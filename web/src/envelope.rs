//! Success and error envelopes.
//!
//! Success: `{"status":"success","message":<optional>,"data":<payload>}`.
//! Error: `{"status":"error","error":{"code","message","request_id"}}`.
//! Both are written as `application/json; charset=utf-8`.

use crate::error::AppError;
use axum::http::{HeaderValue, StatusCode, header};
use axum::response::{IntoResponse, Response};
use serde::Serialize;
use serde_json::value::RawValue;
use service_spine_core::error::ErrorKind;
use service_spine_runtime::StoredResponse;

/// Content type of every JSON response.
pub const JSON_CONTENT_TYPE: &str = "application/json; charset=utf-8";

/// Set on responses replayed from an idempotency record.
pub const REPLAYED_HEADER: &str = "idempotent-replayed";

#[derive(Serialize)]
struct SuccessEnvelope<'a, T: ?Sized> {
    status: &'static str,
    #[serde(skip_serializing_if = "Option::is_none")]
    message: Option<&'a str>,
    data: &'a T,
}

#[derive(Serialize)]
struct ErrorEnvelope<'a> {
    status: &'static str,
    error: ErrorBody<'a>,
}

#[derive(Serialize)]
struct ErrorBody<'a> {
    code: &'a str,
    message: &'a str,
    #[serde(skip_serializing_if = "Option::is_none")]
    request_id: Option<&'a str>,
}

fn json_response(status: StatusCode, body: Vec<u8>) -> Response {
    (
        status,
        [(header::CONTENT_TYPE, HeaderValue::from_static(JSON_CONTENT_TYPE))],
        body,
    )
        .into_response()
}

fn render_success<T: Serialize + ?Sized>(
    status: StatusCode,
    message: Option<&str>,
    data: &T,
) -> Response {
    let envelope = SuccessEnvelope {
        status: "success",
        message,
        data,
    };
    match serde_json::to_vec(&envelope) {
        Ok(body) => json_response(status, body),
        Err(err) => AppError::internal("response could not be serialized")
            .with_source(err.into())
            .into_response(),
    }
}

/// Render an error envelope.
#[must_use]
pub fn error_response(kind: ErrorKind, message: &str, request_id: Option<&str>) -> Response {
    let envelope = ErrorEnvelope {
        status: "error",
        error: ErrorBody {
            code: kind.code(),
            message,
            request_id,
        },
    };
    let status = StatusCode::from_u16(kind.status()).unwrap_or(StatusCode::INTERNAL_SERVER_ERROR);
    json_response(status, serde_json::to_vec(&envelope).unwrap_or_default())
}

/// Success envelope around a serializable payload.
///
/// ```ignore
/// async fn get_plan(...) -> Result<ApiResponse<Plan>, AppError> {
///     Ok(ApiResponse::ok(plan))
/// }
/// ```
#[derive(Debug, Clone)]
pub struct ApiResponse<T> {
    status: StatusCode,
    message: Option<String>,
    data: T,
}

impl<T> ApiResponse<T> {
    /// `200 OK`.
    pub const fn ok(data: T) -> Self {
        Self {
            status: StatusCode::OK,
            message: None,
            data,
        }
    }

    /// `201 Created`.
    pub const fn created(data: T) -> Self {
        Self {
            status: StatusCode::CREATED,
            message: None,
            data,
        }
    }

    /// `202 Accepted`.
    pub const fn accepted(data: T) -> Self {
        Self {
            status: StatusCode::ACCEPTED,
            message: None,
            data,
        }
    }

    /// Attach the optional `message` field.
    #[must_use]
    pub fn with_message(mut self, message: impl Into<String>) -> Self {
        self.message = Some(message.into());
        self
    }
}

impl<T: Serialize> IntoResponse for ApiResponse<T> {
    fn into_response(self) -> Response {
        render_success(self.status, self.message.as_deref(), &self.data)
    }
}

/// Success envelope around a response produced by the idempotency engine.
///
/// Fresh and replayed responses embed the same stored bytes as `data`, so a
/// replay is byte-identical to the original. Replays also carry
/// `Idempotent-Replayed: true`.
#[derive(Debug, Clone)]
pub struct Replayable(pub StoredResponse);

impl IntoResponse for Replayable {
    fn into_response(self) -> Response {
        let StoredResponse {
            status,
            body,
            replayed,
        } = self.0;
        let status = StatusCode::from_u16(status).unwrap_or(StatusCode::OK);

        let data = match String::from_utf8(body)
            .map_err(anyhow::Error::from)
            .and_then(|text| RawValue::from_string(text).map_err(anyhow::Error::from))
        {
            Ok(data) => data,
            Err(err) => {
                return AppError::internal("stored response is not valid JSON")
                    .with_source(err)
                    .into_response();
            }
        };

        let mut response = render_success(status, None, &*data);
        if replayed {
            response
                .headers_mut()
                .insert(REPLAYED_HEADER, HeaderValue::from_static("true"));
        }
        response
    }
}

#[cfg(test)]
#[allow(clippy::unwrap_used, clippy::expect_used)]
mod tests {
    use super::*;
    use serde_json::json;
    use service_spine_testing::{is_envelope, read_body, read_json};

    #[tokio::test]
    async fn test_success_envelope_shape() {
        let response = ApiResponse::created(json!({"key": "demo"})).into_response();
        assert_eq!(response.status(), StatusCode::CREATED);
        assert_eq!(response.headers()[header::CONTENT_TYPE], JSON_CONTENT_TYPE);

        let body = read_json(response).await;
        assert!(is_envelope(&body));
        assert_eq!(body["status"], "success");
        assert_eq!(body["data"]["key"], "demo");
        assert!(body.get("message").is_none());
    }

    #[tokio::test]
    async fn test_message_is_optional() {
        let response = ApiResponse::ok(json!(null)).with_message("deleted").into_response();
        let body = read_json(response).await;
        assert_eq!(body["message"], "deleted");
        assert!(body["data"].is_null());
    }

    #[tokio::test]
    async fn test_replay_is_byte_identical_and_flagged() {
        let stored = |replayed| StoredResponse {
            status: 201,
            body: br#"{"key":"demo","ttl_seconds":60}"#.to_vec(),
            replayed,
        };
        let fresh = Replayable(stored(false)).into_response();
        let replay = Replayable(stored(true)).into_response();

        assert!(fresh.headers().get(REPLAYED_HEADER).is_none());
        assert_eq!(replay.headers()[REPLAYED_HEADER], "true");
        assert_eq!(replay.status(), StatusCode::CREATED);
        assert_eq!(read_body(fresh).await, read_body(replay).await);
    }

    #[tokio::test]
    async fn test_error_envelope_with_request_id() {
        let response = error_response(ErrorKind::Gone, "rollback is disabled", Some("req-1"));
        assert_eq!(response.status(), StatusCode::GONE);
        let body = read_json(response).await;
        assert_eq!(
            body,
            json!({
                "status": "error",
                "error": {"code": "gone", "message": "rollback is disabled", "request_id": "req-1"}
            })
        );
    }
}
= = = =
> **Required action**: For the word "HeaderValue", count the lines of the records that contain it and give only the number.

> **Written answer**: 3